PROVIDED RECORDS START

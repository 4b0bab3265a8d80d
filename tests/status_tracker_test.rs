/// Queue status tracker tests - database operations
///
/// Tests cover:
/// - Record creation at enqueue time
/// - Monotonic advance with processing time
/// - Unknown job ids and regressions as warning no-ops
mod utils;

use cinerec::modules::jobs::domain::status::{QueuePhase, QueueStatusRepository};
use cinerec::modules::jobs::infrastructure::QueueStatusRepositoryImpl;
use utils::db;
use uuid::Uuid;

fn repo() -> QueueStatusRepositoryImpl {
    let pool = db::get_test_db_pool();
    QueueStatusRepositoryImpl::new((*pool).clone())
}

#[tokio::test]
async fn create_starts_in_queued_phase() {
    let _guard = db::acquire_test_lock();
    db::clean_test_db();

    let repo = repo();
    let job_id = Uuid::new_v4();

    let record = repo.create(job_id, 42).await.unwrap();
    assert_eq!(record.job_id, job_id);
    assert_eq!(record.user_id, 42);
    assert_eq!(record.status, QueuePhase::Queued);
    assert_eq!(record.processing_time_secs, 0);
}

#[tokio::test]
async fn advance_walks_the_lifecycle() {
    let _guard = db::acquire_test_lock();
    db::clean_test_db();

    let repo = repo();
    let job_id = Uuid::new_v4();
    repo.create(job_id, 7).await.unwrap();

    let processing = repo
        .advance(job_id, QueuePhase::Processing, None)
        .await
        .unwrap()
        .unwrap();
    assert_eq!(processing.status, QueuePhase::Processing);

    let done = repo
        .advance(job_id, QueuePhase::Done, Some(12))
        .await
        .unwrap()
        .unwrap();
    assert_eq!(done.status, QueuePhase::Done);
    assert_eq!(done.processing_time_secs, 12);
}

#[tokio::test]
async fn advance_unknown_job_is_a_noop() {
    let _guard = db::acquire_test_lock();
    db::clean_test_db();

    let repo = repo();
    let result = repo
        .advance(Uuid::new_v4(), QueuePhase::Processing, None)
        .await
        .unwrap();
    assert!(result.is_none());
}

#[tokio::test]
async fn done_record_never_regresses() {
    let _guard = db::acquire_test_lock();
    db::clean_test_db();

    let repo = repo();
    let job_id = Uuid::new_v4();
    repo.create(job_id, 3).await.unwrap();
    repo.advance(job_id, QueuePhase::Processing, None)
        .await
        .unwrap();
    repo.advance(job_id, QueuePhase::Done, Some(4)).await.unwrap();

    let regression = repo
        .advance(job_id, QueuePhase::Processing, None)
        .await
        .unwrap();
    assert!(regression.is_none());

    let record = repo.get_by_job_id(job_id).await.unwrap().unwrap();
    assert_eq!(record.status, QueuePhase::Done);
    assert_eq!(record.processing_time_secs, 4);
}

#[tokio::test]
async fn retry_reenters_processing() {
    let _guard = db::acquire_test_lock();
    db::clean_test_db();

    let repo = repo();
    let job_id = Uuid::new_v4();
    repo.create(job_id, 3).await.unwrap();
    repo.advance(job_id, QueuePhase::Processing, None)
        .await
        .unwrap();

    // A redelivered attempt sends processing again
    let reentry = repo
        .advance(job_id, QueuePhase::Processing, None)
        .await
        .unwrap();
    assert!(reentry.is_some());

    let failed = repo
        .advance(job_id, QueuePhase::Failed, None)
        .await
        .unwrap()
        .unwrap();
    assert_eq!(failed.status, QueuePhase::Failed);
}
/// Background worker for recommendation recalculation jobs
///
/// Continuously polls the durable queue and drives the recommendation
/// calculator. Lifecycle transitions are mirrored into the queue status
/// tracker; failures rely on the queue's attempt/backoff policy instead of
/// a worker-local retry loop.
use crate::modules::jobs::domain::entities::{JobRecord, RECALCULATE_RECOMMENDATIONS};
use crate::modules::jobs::domain::repository::JobRepository;
use crate::modules::jobs::domain::status::{QueuePhase, QueueStatusRepository};
use crate::modules::recommendation::application::calculator::RecommendationCalculator;
use crate::shared::errors::{AppError, AppResult};
use crate::{log_debug, log_error, log_info, log_warn};
use std::sync::Arc;
use std::time::{Duration, Instant};

pub struct RecommendationWorker {
    job_repository: Arc<dyn JobRepository>,
    status_repository: Arc<dyn QueueStatusRepository>,
    calculator: Arc<RecommendationCalculator>,
    poll_interval: Duration,
    job_timeout: Duration,
    is_running: Arc<tokio::sync::RwLock<bool>>,
}

impl RecommendationWorker {
    pub fn new(
        job_repository: Arc<dyn JobRepository>,
        status_repository: Arc<dyn QueueStatusRepository>,
        calculator: Arc<RecommendationCalculator>,
    ) -> Self {
        Self {
            job_repository,
            status_repository,
            calculator,
            poll_interval: Duration::from_secs(5),
            job_timeout: Duration::from_secs(120),
            is_running: Arc::new(tokio::sync::RwLock::new(false)),
        }
    }

    pub fn with_timing(mut self, poll_interval: Duration, job_timeout: Duration) -> Self {
        self.poll_interval = poll_interval;
        self.job_timeout = job_timeout;
        self
    }

    /// Spawn the worker loop onto the runtime.
    pub fn start(self: Arc<Self>) -> tokio::task::JoinHandle<()> {
        tokio::spawn(async move { self.run().await })
    }

    /// Run the worker loop until `stop` is called.
    pub async fn run(self: Arc<Self>) {
        log_info!("Recommendation worker started");

        {
            let mut running = self.is_running.write().await;
            *running = true;
        }

        loop {
            {
                let running = self.is_running.read().await;
                if !*running {
                    log_info!("Recommendation worker stopped");
                    break;
                }
            }

            match self.process_next_job().await {
                Ok(processed) => {
                    if !processed {
                        // No jobs available, sleep before next poll
                        tokio::time::sleep(self.poll_interval).await;
                    }
                    // If a job was processed, immediately try the next one
                }
                Err(e) => {
                    log_error!("Error in worker loop: {}", e);
                    tokio::time::sleep(self.poll_interval).await;
                }
            }
        }
    }

    pub async fn stop(&self) {
        let mut running = self.is_running.write().await;
        *running = false;
        log_info!("Recommendation worker stop requested");
    }

    /// Process the next job in the queue
    ///
    /// Returns true if a job was processed, false if the queue was empty.
    pub async fn process_next_job(&self) -> AppResult<bool> {
        let job = match self.job_repository.dequeue().await? {
            Some(job) => job,
            None => return Ok(false),
        };

        log_info!(
            "Processing job {} (name: {}, attempts: {}/{})",
            job.id,
            job.job_name,
            job.attempts,
            job.max_attempts
        );

        let started = Instant::now();

        let result = if job.job_name == RECALCULATE_RECOMMENDATIONS {
            self.handle_recalculate_job(&job).await
        } else {
            Err(AppError::ValidationError(format!(
                "Unknown job name: {}",
                job.job_name
            )))
        };

        match result {
            Ok(_) => {
                self.job_repository.mark_completed(job.id).await?;

                let elapsed_secs = started.elapsed().as_secs().min(i32::MAX as u64) as i32;
                self.status_repository
                    .advance(job.id, QueuePhase::Done, Some(elapsed_secs))
                    .await?;

                log_info!(
                    "Job {} completed successfully in {}s",
                    job.id,
                    elapsed_secs
                );
            }
            Err(e) => {
                let error_msg = format!("{}", e);
                log_warn!("Job {} failed: {}", job.id, error_msg);

                let retry_delay = job.backoff_policy().delay_for_attempt(job.attempts);
                self.job_repository
                    .mark_failed(job.id, &error_msg, retry_delay)
                    .await?;

                if job.can_retry() {
                    log_info!(
                        "Job {} will be redelivered in {:?} (attempt {}/{})",
                        job.id,
                        retry_delay,
                        job.attempts,
                        job.max_attempts
                    );
                } else {
                    log_error!(
                        "Job {} abandoned after {} attempts: {}",
                        job.id,
                        job.attempts,
                        error_msg
                    );
                    self.status_repository
                        .advance(job.id, QueuePhase::Failed, None)
                        .await?;
                }
            }
        }

        Ok(true)
    }

    async fn handle_recalculate_job(&self, job: &JobRecord) -> AppResult<()> {
        let payload = job.parse_recalculate_payload().map_err(|e| {
            AppError::ValidationError(format!("Invalid recalculation payload: {}", e))
        })?;

        self.status_repository
            .advance(job.id, QueuePhase::Processing, None)
            .await?;

        log_debug!(
            "Recalculating recommendations for user {} (job {})",
            payload.user_id,
            job.id
        );

        // The enqueue time marks the favorites snapshot this run represents;
        // the replace step uses it to let the freshest run win.
        let calculation = self.calculator.calculate(payload.user_id, job.created_at);

        match tokio::time::timeout(self.job_timeout, calculation).await {
            Ok(result) => result.map(|_| ()),
            Err(_) => Err(AppError::InternalError(format!(
                "Job {} exceeded the {}s wall-clock budget",
                job.id,
                self.job_timeout.as_secs()
            ))),
        }
    }
}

PROVIDED RECORDS END

## YOUR INSTRUCTIONS
Select every line of the records holding the string "processed".

## REPLY
                Ok(processed) => {
                    if !processed {
                    // If a job was processed, immediately try the next one
    /// Returns true if a job was processed, false if the queue was empty.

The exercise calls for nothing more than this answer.